# Dependent voltage/current sources

I'm so sorry for that questions, but we need to understand what's going on behind the concept/theoretical of using device "dependent voltage/current source"!

My question: Yes, we are using dependent voltage/current source, but is there a device like this in real life? If so, let's assume that at branch k there's voltage k, my dependent voltage source is at branch k + 5 in the circuit, so how does my dependent voltage source knows the voltage at branch k? theoretically we say just assigning it once we find it .. but how it's going behind?!

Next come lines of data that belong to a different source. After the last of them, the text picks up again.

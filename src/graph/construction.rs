use std::fs::File;
use std::io::{BufReader, Read};
use std::path::Path;

use anyhow::{anyhow, Context, Result};
use log::debug;
use nalgebra::DMatrix;

use crate::graph::matrix::{build_adjacency, edges_from_adjacency, symmetrize};
use crate::graph::model::{ClusteringProblem, GraphInput, RawProblem};

/// Turns JSON problem descriptions into in-memory clustering problems.
#[derive(Debug, Default)]
pub struct ProblemLoader;

impl ProblemLoader {
    pub fn from_json_str(json: &str) -> Result<ClusteringProblem> {
        let raw: RawProblem = serde_json::from_str(json)?;
        Self::from_raw_problem(raw)
    }

    pub fn from_reader<R: Read>(mut reader: R) -> Result<ClusteringProblem> {
        let mut buf = String::new();
        reader.read_to_string(&mut buf)?;
        Self::from_json_str(&buf)
    }

    pub fn from_path(path: &Path) -> Result<ClusteringProblem> {
        let file = File::open(path).with_context(|| format!("open problem file {:?}", path))?;
        Self::from_reader(BufReader::new(file))
            .with_context(|| format!("parse problem file {:?}", path))
    }

    pub fn from_raw_problem(raw: RawProblem) -> Result<ClusteringProblem> {
        let n = raw.vertex_count;
        if n == 0 {
            return Err(anyhow!("Problem must declare at least one vertex"));
        }

        let input = match raw.adjacency {
            Some(rows) => GraphInput::Adjacency(adjacency_from_rows(n, &rows)?),
            None => GraphInput::Edges(raw.edges),
        };

        let input = match (raw.symmetrize, input) {
            (Some(mode), GraphInput::Adjacency(adjacency)) => {
                GraphInput::Adjacency(symmetrize(&adjacency, mode)?)
            }
            (Some(mode), GraphInput::Edges(edges)) => {
                let adjacency = build_adjacency(n, &edges)?;
                GraphInput::Edges(edges_from_adjacency(&symmetrize(&adjacency, mode)?))
            }
            (None, input) => input,
        };

        let edges = match &input {
            GraphInput::Edges(edges) => {
                if let Some(&(s, t)) = edges.iter().find(|(s, t)| *s >= n || *t >= n) {
                    return Err(anyhow!(
                        "Edge ({s}, {t}) references a vertex outside [0, {n})"
                    ));
                }
                edges.clone()
            }
            GraphInput::Adjacency(adjacency) => edges_from_adjacency(adjacency),
        };

        for (idx, group) in raw.groups.iter().enumerate() {
            if let Some(vertex) = group.iter().find(|v| **v >= n) {
                return Err(anyhow!(
                    "Group {idx} references vertex {vertex} outside [0, {n})"
                ));
            }
        }

        debug!(
            "Loaded problem: {} vertices, {} edges, {} groups, k = {}",
            n,
            edges.len(),
            raw.groups.len(),
            raw.clusters
        );

        Ok(ClusteringProblem {
            vertex_count: n,
            clusters: raw.clusters,
            input,
            edges,
            groups: raw.groups,
            reference: raw.reference,
        })
    }
}

fn adjacency_from_rows(n: usize, rows: &[Vec<f64>]) -> Result<DMatrix<f64>> {
    if rows.len() != n {
        return Err(anyhow!(
            "Adjacency has {} rows, expected {}",
            rows.len(),
            n
        ));
    }
    if let Some((idx, row)) = rows.iter().enumerate().find(|(_, row)| row.len() != n) {
        return Err(anyhow!(
            "Adjacency row {idx} has {} entries, expected {n}",
            row.len()
        ));
    }
    Ok(DMatrix::from_fn(n, n, |i, j| rows[i][j]))
}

• We can treat the BJT's or a MOSFET' as a VCCS. Or we can use an opamp to create any you like. – G36 Jun 10 at 20:29
• Look up Howland Current source. Notice the input voltage can regulate the current as long as the load resistance does not result in a voltage exceeding the supply rails. Due to high open loop voltage gain and feedback, it works over a very wide range. – Sunnyskyguy EE75 Jun 10 at 20:55
• The real power of dependent sources isn't that you can make them (you can), but that you can use them in small-signal circuit analysis in a way that makes all sorts of circuit elements (like transistors) easier to work with. – TimWescott Jun 10 at 21:18
• Typically dependent voltage/current sources in real life are probably things that contain various components. So if you have an dependent voltage source, for an example, of $5V_{in}$, it means that you have to design a circuit that will give an output that is five times large than your input voltage. – KingDuken Jun 10 at 21:21

A voltage/current depending source in real life needs to be built from actual electronic components. Usually made from operational amplifiers or transistors. They vary a bit from the ideal voltage/current sources in that they:

• Don't have infinite voltage/current and have finite power
• Usually have small offsets
• Have source impedance
• Have bandwidth or slew rate (can't source/sink current infinitely fast)

Here are some ways these circuits can be built in the real world:

B and C are voltage dependent current sources

An op amp in a voltage follower configuration is a voltage controlled voltage source.

• Low current opamps such as this are a great example of what can be designed. Note here that all the examples are voltage controlled current sources ….not just B and C. It's also worth noting that you can only implement this type of CC source where you have a single opamp in the package since you are using the +/- supplies as in circuit points. – Jack Creasey Jun 10 at 21:36

They exist but are circuits unto themselves so you abstract them away as singular components during circuit analysis so you don't get overwhelmed. Being circuits, they have to hook into other parts of the circuit you are dependent on to monitor things which isn't shown so you don't get overwhelmed.

It's no different from how you might draw an op-amp symbol, a current source symbol, or a voltage source symbol in your circuit when in reality that symbol represents an entire circuit (which might be more complicated than the circuit you just placed the symbol in).

Dependent sources are very useful for modeling behaviors of real life circuits.

In particular, you will see a lot of them in small signal analysis. Small signal analysis is a way of modeling non-linear devices (like transistors) which you only intend to operate in a mostly linear region (like when making an amplifier). When you look at transistors in this setting, they start to look like voltage controlled current sources. If you are prepared to think about dependent current sources like that, you can model the behavior of your circuit without too much trouble. If you try to work through the analysis without such simplifications, you find yourself trying to solve complicated differential equations just to get some traction.